Not that people expected after savage destruction of the Tamil civilization, any devolution of power from the Mahinda regime; he repeatedly promised substantial devolution power to the Tamil people.
Especially when ever Indian leaders raised the question, he came out with such promises. Besides alienating the minorities, the government’s economic policies were unpopular. More than half the population felt they were worse off.
Many Chinese funded infrastructure projects were seen as white elephants, enriching the coffers of the ruling elite. In any case these did not result in tangible economic benefits.
The ruling family was increasingly seen as corrupt and worse, autocratic. Journalistic freedom was restricted and there were attacks on media leading to killings and disappearances.
Now all these have gone and the defeat of the Mahinda group is obvious. People are expecting a new era with a new constitution that can create a power full democratic society.
The executive presidency, immensely strengthened by the 18th amendment, was expected to be diluted to restore parliamentary control. If that happened quickly, the prime minister, UNP leader Ranil Wickremesinghe, would have been the effective head of government with the possibility of President Sirisena getting reduced to a titular head. 19th amendment gave a half way situation creating a dynamic equilibrium between Maithree and Ranil. This transitional situation has opened the room for opportunistic manipulations and cunning intrigues.
How ever the President and Prime Minister, at the beginning, have collectively worked to satisfy the hopeful masses. They issued the necessary instructions on the political stage to implement the law to the letter with regard to everyone alike and have openly canvassed that action be taken irrespective of individual position or party affiliation.
But now some powerful critiques question them. Both the Prime Minister and President seem to be silent over Ministers in the Unity Government who have serious allegations against them. As citizens that supported the democratic change, they feel that corruption cases must proceed without discrimination. Corruption costs society money, which should be considered as a serious loss that should be eliminated without delay.
President Maithripala revealed, yesterday, that the first action he took using his executive powers was to remove former chief justice Mohan Peiris, when he came and begged him not to remove him from his post and expressed his willingness to do anything he wanted.
The president revealed this while addressing a public meeting in Warakapola. “Chief Justice Mohan Peiris came to meet me. I told him there was no intention of removing him from his post and told him to leave my residence,” the president said. But he returned the next day and begged me not to remove him from his post, he said.
“Then I realized how these people had been in the habit of giving judgments to suit the previous regime. Therefore, I decided to remove him from his post at once, using my executive powers for the first time”, he said.
This action and several such actions show that Maithree is strongly committed to justice and fair play. However supporters of the UNP see this as an attempt to consolidate presidency as an independent force to intervene and to do justice when delay and deficiency occur in ministries and other government organizations. Though not backed by the constitution such a style of work could built a tradition and power to the post of presidency.

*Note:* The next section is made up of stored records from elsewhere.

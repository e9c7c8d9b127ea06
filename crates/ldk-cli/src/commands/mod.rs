//! Command handler modules for the `ldk` CLI.
//!
//! Shared utilities used by multiple command paths live here.

pub mod orders;
pub mod remind;

use anyhow::Result;
use ldk_config::{LoadOutcome, LoadedSettings};
use ldk_runtime::Desk;
use ldk_schemas::Catalog;

/// Settings from `LDK_SETTINGS_PATH`, created or recovered as needed.
pub fn load_settings() -> Result<LoadedSettings> {
    let path = ldk_config::settings_path_from_env();
    let loaded = ldk_config::load_or_init(&path)?;
    if let LoadOutcome::Recovered { backup } = &loaded.outcome {
        eprintln!("WARN: settings were corrupt; moved to {}", backup.display());
    }
    Ok(loaded)
}

/// Desk over the migrated store named by `LDK_DATABASE_URL`.
pub async fn open_desk() -> Result<Desk> {
    let pool = ldk_db::connect_from_env().await?;
    ldk_db::migrate(&pool).await?;
    tracing::debug!("store ready");
    Ok(Desk::with_system_clock(pool))
}

// ---------------------------------------------------------------------------
// settings show
// ---------------------------------------------------------------------------

pub fn settings_show() -> Result<()> {
    let loaded = load_settings()?;
    println!("settings_hash={}", loaded.settings_hash);
    for p in &loaded.unused.unused_leaf_pointers {
        eprintln!("  unused={}", p);
    }
    println!("{}", loaded.canonical_json);
    Ok(())
}

// ---------------------------------------------------------------------------
// export
// ---------------------------------------------------------------------------

pub async fn export(catalog: &str) -> Result<()> {
    let catalog = Catalog::parse(catalog)?;
    let settings = load_settings()?.settings;
    let desk = open_desk().await?;

    let out = desk.export_unordered(catalog, &settings).await?;
    if out.fell_back {
        eprintln!("WARN: export directory unusable; wrote to working directory");
    }
    println!("export_path={}", out.path.display());
    println!("rows={} groups={}", out.rows, out.groups);
    Ok(())
}
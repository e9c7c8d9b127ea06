//! Order status state machines.
//!
//! # Invariants
//!
//! - Every pair of states inside one status set is a legal transition,
//!   including self-transitions and moving "backwards" (Delivered ->
//!   NotOrdered). There is no guard graph.
//! - A transition always stamps the call-time `now`. The stamp is the only
//!   thing the reminder staleness rule reads.
//! - Creation is the initial transition: status = `INITIAL`, stamp = now.
//!
//! Pure logic. No IO, no wall-clock; callers pass `now`.

use chrono::{DateTime, Utc};
use serde::{Deserialize, Serialize};

use crate::errors::ValidationError;

/// Shared behaviour of the MKL and Meridian status sets.
pub trait LifecycleStatus: Copy + Eq + std::fmt::Debug + 'static {
    /// Status assigned on creation.
    const INITIAL: Self;

    /// Every member of the set, in display order.
    fn all() -> &'static [Self];

    /// Stable storage code.
    fn as_str(&self) -> &'static str;

    /// Human label as shown to shop staff.
    fn label(&self) -> &'static str;

    fn parse(s: &str) -> Result<Self, ValidationError> {
        let t = s.trim();
        Self::all()
            .iter()
            .copied()
            .find(|st| st.as_str().eq_ignore_ascii_case(t) || st.label() == t)
            .ok_or_else(|| ValidationError::UnknownLabel {
                kind: "status",
                label: s.to_string(),
            })
    }
}

// ---------------------------------------------------------------------------
// MKL
// ---------------------------------------------------------------------------

#[derive(Clone, Copy, Debug, PartialEq, Eq, Hash, Serialize, Deserialize)]
#[serde(rename_all = "SCREAMING_SNAKE_CASE")]
pub enum MklStatus {
    NotOrdered,
    Ordered,
    Called,
    Delivered,
}

impl LifecycleStatus for MklStatus {
    const INITIAL: Self = MklStatus::NotOrdered;

    fn all() -> &'static [Self] {
        &[
            MklStatus::NotOrdered,
            MklStatus::Ordered,
            MklStatus::Called,
            MklStatus::Delivered,
        ]
    }

    fn as_str(&self) -> &'static str {
        match self {
            MklStatus::NotOrdered => "NOT_ORDERED",
            MklStatus::Ordered => "ORDERED",
            MklStatus::Called => "CALLED",
            MklStatus::Delivered => "DELIVERED",
        }
    }

    fn label(&self) -> &'static str {
        match self {
            MklStatus::NotOrdered => "Не заказан",
            MklStatus::Ordered => "Заказан",
            MklStatus::Called => "Прозвонен",
            MklStatus::Delivered => "Вручен",
        }
    }
}

// ---------------------------------------------------------------------------
// Meridian
// ---------------------------------------------------------------------------

#[derive(Clone, Copy, Debug, PartialEq, Eq, Hash, Serialize, Deserialize)]
#[serde(rename_all = "SCREAMING_SNAKE_CASE")]
pub enum MeridianStatus {
    NotOrdered,
    Ordered,
}

impl LifecycleStatus for MeridianStatus {
    const INITIAL: Self = MeridianStatus::NotOrdered;

    fn all() -> &'static [Self] {
        &[MeridianStatus::NotOrdered, MeridianStatus::Ordered]
    }

    fn as_str(&self) -> &'static str {
        match self {
            MeridianStatus::NotOrdered => "NOT_ORDERED",
            MeridianStatus::Ordered => "ORDERED",
        }
    }

    fn label(&self) -> &'static str {
        match self {
            MeridianStatus::NotOrdered => "Не заказан",
            MeridianStatus::Ordered => "Заказан",
        }
    }
}

// ---------------------------------------------------------------------------
// Stamp
// ---------------------------------------------------------------------------

/// A status together with the instant it was last assigned.
#[derive(Clone, Copy, Debug, PartialEq, Eq, Serialize, Deserialize)]
pub struct StatusStamp<S> {
    pub status: S,
    pub changed_at: DateTime<Utc>,
}

impl<S: LifecycleStatus> StatusStamp<S> {
    /// Creation stamp: initial status at `now`.
    pub fn initial(now: DateTime<Utc>) -> Self {
        Self {
            status: S::INITIAL,
            changed_at: now,
        }
    }

    /// Total transition function. Never refuses; always re-stamps.
    pub fn transition(&self, to: S, now: DateTime<Utc>) -> Self {
        Self {
            status: to,
            changed_at: now,
        }
    }
}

Others, who support Maithree as an uncorrupt, un- assumed traditional leader, raise the question- “shouldn’t the President consider corruption an ethical problem and also behavioural problem? He should be committed to solving this problem by means of the personal ‘reform’ and reform of his party members as well.” I cannot understand why they should clash on this matter as president insist that he always consult Ranil and the cabinet before intervening.